Algunas eran caricaturas. Una representaba a un señor hablando por teléfono desde una cabina pública de color rojo, como aún son las inglesas: '... pero por amor de Dios, ¡no digas que yo te lo he contado!', eran sus palabras según el texto, mientras por las paredes y el techo de la cabina asomaban sus caras clónicas catorce o quince pequeños Hitlers. En otra se veía a dos señoras sentadas en el metro, y la primera le decía a la segunda: '¡Uno nunca sabe
quién
está escuchando!' Un par de asientos detrás viajaban muy satisfechos dos gerifaltes nazis uniformados, uno flaco, el otro gordo y cargado de condecoraciones, aquél también parecía Hitler. En otra viñeta, hecha quizá a partir de una foto, se veía a un hombre común y corriente con su corbata, su gabardina y su gorra (tal vez un
cockney),
que parecía guiñar un ojo al espectador y más o menos decía: 'Lo que yo sé... para

me lo guardo' o 'me lo reservo'. Las había también para convencer a los niños e inculcarles por mimetismo la conveniencia de su silencio ('Sé como papá: ¡chitón!'), o avisos oficiales meramente tipográficos, sin ilustración ('Miles de vidas se perdieron en la anterior guerra a causa de la valiosa información revelada al enemigo por las conversaciones imprudentes. ¡Estad en guardia!'), que debieron de invadir los tablones y corchos de las oficinas y las escuelas y los
pubs
y las fábricas, así como las calles, las tapias, las paredes de los trenes y los autobuses, las estaciones de ferrocarril y metro. En otras se explicaba, en verso, por qué se imponía censura a informaciones en principio inocuas y que en tiempo de paz se daban sin ningún problema o aun de manera obligada, como por ejemplo las causas de que un tren se quedara retenido o parado o llegara con acumulados retrasos: 'Dice el censor que han de ser ignoradas / las circunstancias de nuestras nevadas: / para los nazis serían noticia / que aprovecharían con gran codicia', este era el estilo equivalente, más o menos, de los pareados o aleluyas (muestra de consideración y civismo, explicar a los ciudadanos por qué no se les explicaba). Y siempre más viñetas dirigidas a los miembros de las fuerzas armadas, cuyos descuidos eran los que en mayor peligro podían poner a todos y por supuesto a ellos mismos. Un soldado con casco y un teléfono por cuerpo alertaba: '¡Alto! Piénsatelo dos veces antes de hacer una llamada de larga distancia'. O un hombre y una mujer de uniforme dejaban asomar sólo sus pies y sus cabezas tras un biombo azul que ocultaba sus distintivos y con la palabra 'CENSURADO' en grandes letras blancas; el joven y la muchacha juntaban las brasas de sus respectivos cigarrillos, uno daba a otro lumbre y con ello unían sus labios por tabaco luego interpuestos (fumar no estaba mal visto ni perseguido, en algo tenían que ser afortunados los tiempos), pero se les advertía: '¡Vuestras unidades no deben ser reveladas!' La mayoría de las viñetas insistían, en cualquier caso, en el lema fundamental de la campaña:
'Careless talk costs lives',
'Las conversaciones imprudentes cuestan vidas'. O no sería traducción del todo infiel 'se cobran vidas'.

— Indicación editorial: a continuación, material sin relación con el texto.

//! `probe [detailed]`: without devices, lists the adapters this build
//! registers and their capabilities; with devices, reports which
//! registered adapter (if any) claims each one.

use std::process::ExitCode;

use fsarc_fs::Registry;

use crate::cli::ProbeArgs;

fn print_capabilities(adapter: &dyn fsarc_fs::Adapter) {
    let caps = adapter.capabilities();
    println!(
        "  {:<10} stable={:<5} xattr={:<5} acl={:<5} winattr={:<5}",
        adapter.family().as_str(),
        caps.stable,
        caps.xattr,
        caps.acl,
        caps.winattr,
    );
}

pub fn run(args: ProbeArgs) -> ExitCode {
    let registry = Registry::with_defaults();

    if args.devices.is_empty() {
        println!("registered filesystem adapters:");
        for adapter in registry.iter() {
            if args.detailed {
                print_capabilities(adapter);
            } else {
                println!("  {}", adapter.family().as_str());
            }
        }
        return ExitCode::SUCCESS;
    }

    for dev in &args.devices {
        match registry.probe(dev) {
            Some(adapter) => println!("{}: {}", dev.display(), adapter.family()),
            None => println!("{}: no registered adapter recognizes this device", dev.display()),
        }
    }
    ExitCode::SUCCESS
}
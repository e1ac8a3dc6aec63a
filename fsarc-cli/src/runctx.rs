//! Shared plumbing every subcommand needs: a [`Context`] wired to Ctrl-C,
//! and the final statistics summary/exit-code mapping.

use std::process::ExitCode;

use fsarc_core::{Context, ObjectClass, Stats};
use fsarc_dtyp::ArchiveId;
use fsarc_wire::WireFormat;

/// Builds a run [`Context`] and installs a `ctrlc` handler that flips its
/// abort flag. One process installs at most one such handler; subsequent
/// calls within the same run would panic, but the CLI only ever runs one
/// subcommand per process.
pub fn new_context(archive_id: ArchiveId) -> Context {
    let ctx = Context::new(archive_id, WireFormat::V2);
    let abort = ctx.abort_handle();
    let _ = ctrlc::set_handler(move || {
        log::warn!("received interrupt, winding down");
        abort.store(true, std::sync::atomic::Ordering::Relaxed);
    });
    ctx
}

/// Prints the `cnt_*`/`err_*` summary per object class, then maps to an
/// exit code: zero only if every counter's error half is zero.
pub fn finish(label: &str, stats: &Stats) -> ExitCode {
    eprintln!("--- {label} summary ---");
    for class in [
        ObjectClass::RegularFile,
        ObjectClass::Directory,
        ObjectClass::Symlink,
        ObjectClass::Hardlink,
        ObjectClass::Special,
    ] {
        eprintln!(
            "{:<14} {:>8} ok, {:>6} failed",
            format!("{class:?}"),
            stats.count(class) - stats.errors(class),
            stats.errors(class)
        );
    }
    if stats.corrupt_records() > 0 {
        eprintln!("{} corrupt record(s) skipped while reading the archive", stats.corrupt_records());
    }
    if stats.all_ok() {
        ExitCode::SUCCESS
    } else {
        eprintln!("{} error(s) encountered", stats.total_errors());
        ExitCode::FAILURE
    }
}

/// Reports a fatal (pipeline-level) error and always exits non-zero.
pub fn fatal(context: &str, err: impl std::fmt::Display) -> ExitCode {
    eprintln!("fsarc: {context}: {err}");
    ExitCode::FAILURE
}
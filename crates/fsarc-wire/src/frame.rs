//! The fixed-width part of one record's framing: everything around the
//! variable-length attribute record.
//!
//! The magic itself is read separately (see [`crate::reader`]) since magic
//! recognition drives resync and doesn't fit a single eager parse.

use binrw::{BinRead, BinWrite};

/// `archive_id` + `fs_id` + length-prefixed attribute bytes + checksum, v2
/// layout (`u32` length). This is the only layout ever written.
#[derive(BinRead, BinWrite, Debug, Clone)]
#[brw(little)]
pub struct FrameHeaderV2 {
    pub archive_id: u32,
    pub fs_id: u16,
    #[bw(calc = attr_bytes.len() as u32)]
    #[br(temp)]
    attr_len: u32,
    #[br(count = attr_len)]
    pub attr_bytes: Vec<u8>,
    pub checksum: u32,
}

/// Same framing, legacy v1 layout (`u16` length). Read-only: this build
/// never writes v1 records.
#[derive(BinRead, Debug, Clone)]
#[br(little)]
pub struct FrameHeaderV1 {
    pub archive_id: u32,
    pub fs_id: u16,
    #[br(temp)]
    attr_len: u16,
    #[br(count = attr_len)]
    pub attr_bytes: Vec<u8>,
    pub checksum: u32,
}

#[cfg(test)]
mod tests {
    use super::*;
    use binrw::io::Cursor;

    #[test]
    fn v2_round_trips_through_bytes() {
        let original = FrameHeaderV2 {
            archive_id: 0xdead_beef,
            fs_id: 3,
            attr_bytes: vec![1, 2, 3, 4, 5],
            checksum: 0x1234_5678,
        };
        let mut buf = Cursor::new(Vec::new());
        original.write(&mut buf).unwrap();
        let bytes = buf.into_inner();

        let mut cur = Cursor::new(&bytes);
        let parsed = FrameHeaderV2::read(&mut cur).unwrap();
        assert_eq!(parsed.archive_id, 0xdead_beef);
        assert_eq!(parsed.fs_id, 3);
        assert_eq!(parsed.attr_bytes, vec![1, 2, 3, 4, 5]);
        assert_eq!(parsed.checksum, 0x1234_5678);
    }

    #[test]
    fn v1_reads_u16_length_prefix() {
        let mut bytes = Vec::new();
        bytes.extend_from_slice(&42u32.to_le_bytes()); // archive_id
        bytes.extend_from_slice(&7u16.to_le_bytes()); // fs_id
        bytes.extend_from_slice(&3u16.to_le_bytes()); // attr_len (u16!)
        bytes.extend_from_slice(&[9, 9, 9]); // attr_bytes
        bytes.extend_from_slice(&0xffu32.to_le_bytes()); // checksum

        let mut cur = Cursor::new(&bytes);
        let parsed = FrameHeaderV1::read(&mut cur).unwrap();
        assert_eq!(parsed.archive_id, 42);
        assert_eq!(parsed.fs_id, 7);
        assert_eq!(parsed.attr_bytes, vec![9, 9, 9]);
        assert_eq!(parsed.checksum, 0xff);
    }
}
//! The compression/decompression worker pool: a fixed number of OS
//! threads, each looping `find_first_block_todo` -> transform ->
//! `replace_block`, sleeping briefly when nothing is ready rather than
//! spinning the CPU.
//!
//! Whether a worker compresses or decompresses is a property of the run
//! ([`WorkerMode`]), not of an individual block: a save run's workers all
//! compress, a restore run's workers all decompress.

use std::sync::Arc;
use std::thread;
use std::time::Duration;

use fsarc_codec::{codec_for, decode_block, encode_block, CompressAlgo, EncryptAlgo, EncryptionAlgo};
use fsarc_queue::{ItemQueue, ItemStatus};

use crate::context::Context;

/// How long a worker sleeps after finding no `Todo` block, before retrying.
/// A short poll is used rather than a pure wake channel because a block
/// can become ready by the *queue* draining (capacity freed by the writer
/// thread), not just by a fresh enqueue.
const POLL_INTERVAL: Duration = Duration::from_millis(2);

#[derive(Clone, Copy, PartialEq, Eq, Debug)]
pub enum WorkerMode {
    Compress { algo: CompressAlgo, level: u8 },
    Decompress,
}

/// Spawns `count` worker threads against `queue`, returning their join
/// handles. `encrypt` is `None` when the archive isn't encrypted.
pub fn spawn_workers(
    count: usize,
    queue: Arc<ItemQueue>,
    mode: WorkerMode,
    encrypt: Option<Box<dyn EncryptionAlgo>>,
    ctx: Context,
) -> Vec<thread::JoinHandle<()>> {
    let encrypt: Option<Arc<dyn EncryptionAlgo>> = encrypt.map(Arc::from);
    (0..count)
        .map(|idx| {
            let queue = Arc::clone(&queue);
            let encrypt = encrypt.clone();
            let ctx = ctx.clone();
            thread::Builder::new()
                .name(format!("fsarc-worker-{idx}"))
                .spawn(move || worker_loop(&queue, mode, encrypt.as_deref(), &ctx))
                .expect("failed to spawn worker thread")
        })
        .collect()
}

fn worker_loop(queue: &ItemQueue, mode: WorkerMode, encrypt: Option<&dyn EncryptionAlgo>, ctx: &Context) {
    loop {
        if ctx.is_aborted() {
            return;
        }
        let Some((item_num, mut block)) = queue.find_first_block_todo() else {
            if queue.get_end_of_queue() && queue.count_todo() == 0 {
                return;
            }
            thread::sleep(POLL_INTERVAL);
            continue;
        };

        match mode {
            WorkerMode::Compress { algo, level } => {
                let codec = match codec_for(algo) {
                    Ok(c) => c,
                    Err(e) => {
                        log::error!("block {item_num}: no codec for {algo:?}: {e}");
                        block.corrupt = true;
                        let _ = queue.replace_block(item_num, block, ItemStatus::Done);
                        continue;
                    }
                };
                let raw = std::mem::take(&mut block.data);
                match encode_block(&raw, codec.as_ref(), level, encrypt) {
                    Ok(encoded) => {
                        block.compress_algo = encoded.compress_algo;
                        block.encrypt_algo = encoded.encrypt_algo;
                        block.archive_bytes = encoded.archive_bytes;
                        block.archive_checksum = encoded.archive_checksum;
                        block.corrupt = false;
                    }
                    Err(e) => {
                        log::error!("block {item_num}: compression failed: {e}");
                        block.corrupt = true;
                    }
                }
            }
            WorkerMode::Decompress => {
                let archive_bytes = std::mem::take(&mut block.archive_bytes);
                match decode_block(
                    &archive_bytes,
                    block.archive_checksum,
                    block.compress_algo,
                    block.encrypt_algo,
                    encrypt,
                ) {
                    Ok(decoded) => {
                        block.data = decoded.data;
                        block.corrupt = decoded.corrupt;
                    }
                    Err(e) => {
                        log::error!("block {item_num}: decompression failed: {e}");
                        block.data.clear();
                        block.corrupt = true;
                    }
                }
                block.archive_bytes = archive_bytes;
            }
        }

        if let Err(e) = queue.replace_block(item_num, block, ItemStatus::Done) {
            log::error!("block {item_num}: failed to put back into queue: {e}");
            return;
        }
    }
}

#[cfg(test)]
mod tests {
    use std::sync::Arc;

    use fsarc_dtyp::{ArchiveId, FsId};
    use fsarc_queue::{BlockInfo, ItemStatus};
    use fsarc_wire::WireFormat;

    use super::*;

    fn todo_block(data: Vec<u8>) -> BlockInfo {
        BlockInfo {
            fs_id: FsId::NULL,
            offset: 0,
            real_size: data.len() as u64,
            data,
            compress_algo: CompressAlgo::None,
            encrypt_algo: EncryptAlgo::None,
            archive_bytes: Vec::new(),
            archive_checksum: 0,
            corrupt: false,
        }
    }

    #[test]
    fn compress_then_decompress_round_trips_through_two_pools() {
        let queue = Arc::new(ItemQueue::new(8));
        let payload = b"aaaaaaaaaaaaaaaaaaaaaaaaaaaaaaaaaaaaaaaaaaaaaaaaaaaaaaaaaaaaaaaaaaaaaaaaaaaaaaaaaaaaaaaaaaaa".to_vec();
        queue.enqueue_block(todo_block(payload.clone()), ItemStatus::Todo);
        queue.set_end_of_queue(true);

        let ctx = Context::new(ArchiveId::generate(), WireFormat::V2);
        let handles = spawn_workers(
            2,
            Arc::clone(&queue),
            WorkerMode::Compress {
                algo: CompressAlgo::Gzip,
                level: 6,
            },
            None,
            ctx,
        );
        for h in handles {
            h.join().unwrap();
        }

        let entry = queue.dequeue_first().unwrap();
        let compressed = entry.item.as_block().unwrap().clone();
        assert!(!compressed.corrupt);
        assert_eq!(compressed.compress_algo, CompressAlgo::Gzip);

        let queue2 = Arc::new(ItemQueue::new(8));
        queue2.enqueue_block(compressed, ItemStatus::Todo);
        queue2.set_end_of_queue(true);
        let ctx2 = Context::new(ArchiveId::generate(), WireFormat::V2);
        let handles = spawn_workers(1, Arc::clone(&queue2), WorkerMode::Decompress, None, ctx2);
        for h in handles {
            h.join().unwrap();
        }
        let entry2 = queue2.dequeue_first().unwrap();
        let decoded = entry2.item.as_block().unwrap();
        assert!(!decoded.corrupt);
        assert_eq!(decoded.data, payload);
    }

    #[test]
    fn pool_exits_once_queue_is_empty_and_ended() {
        let queue = Arc::new(ItemQueue::new(4));
        queue.set_end_of_queue(true);
        let ctx = Context::new(ArchiveId::generate(), WireFormat::V2);
        let handles = spawn_workers(
            3,
            Arc::clone(&queue),
            WorkerMode::Compress {
                algo: CompressAlgo::None,
                level: 1,
            },
            None,
            ctx,
        );
        for h in handles {
            h.join().unwrap();
        }
    }
}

'Me suena vagamente que en nuestra Guerra Civil hubo avisos parecidos contra los quintacolumnistas, pero no estoy seguro, ¿usted se acuerda, Peter?', le pregunté. 'No sé, me ronda la cabeza algún lema del tipo "El enemigo tiene miles de oídos", pero quizá me lo invento, no sé, no conservo en la retina imágenes, por otra parte, equivalentes a las que usted me enseña, no creo haberlas visto reproducidas.' En verdad no lo sabía, aunque no era descartable que hubiéramos exportado también esa iniciativa. O tal vez mi memoria se confundía con el difamatorio cartel contra el POUM de la primavera del 37, el rostro cruzado por una svástica apareciendo bajo la careta con la hoz y el martillo; Nin había sido víctima de la paranoia semi-justificada que hizo ver espías y colaboradores de Franco en cualquier esquina, o más bien se habían valido sus enemigos de esa paranoia para acusarlo de traición y espionaje. Se lo acusó de haber informado, de haber hablado, y fue eso paradójicamente lo que nunca hizo ante sus torturadores. Allí calló y no se salvó, mantuvo la boca cerrada, no se fue de la lengua, no soltó prenda,
he kept mum
precisamente, lo que sabía se lo guardó para sí o bajo el sombrero, o quizá no dijo nada por ser todas las incriminaciones falsas, tendría que haberse inventado patrañas e historias para poder admitirlas y reconocerlas, para confesarse el 'caballo de Troya' que aquel poético 'amante de la verdad' y 'quijotesco de pro' glosó algo más tarde con 'su voz de candil' que enamoró a Trapp-Tello, tan infamatoria esa voz.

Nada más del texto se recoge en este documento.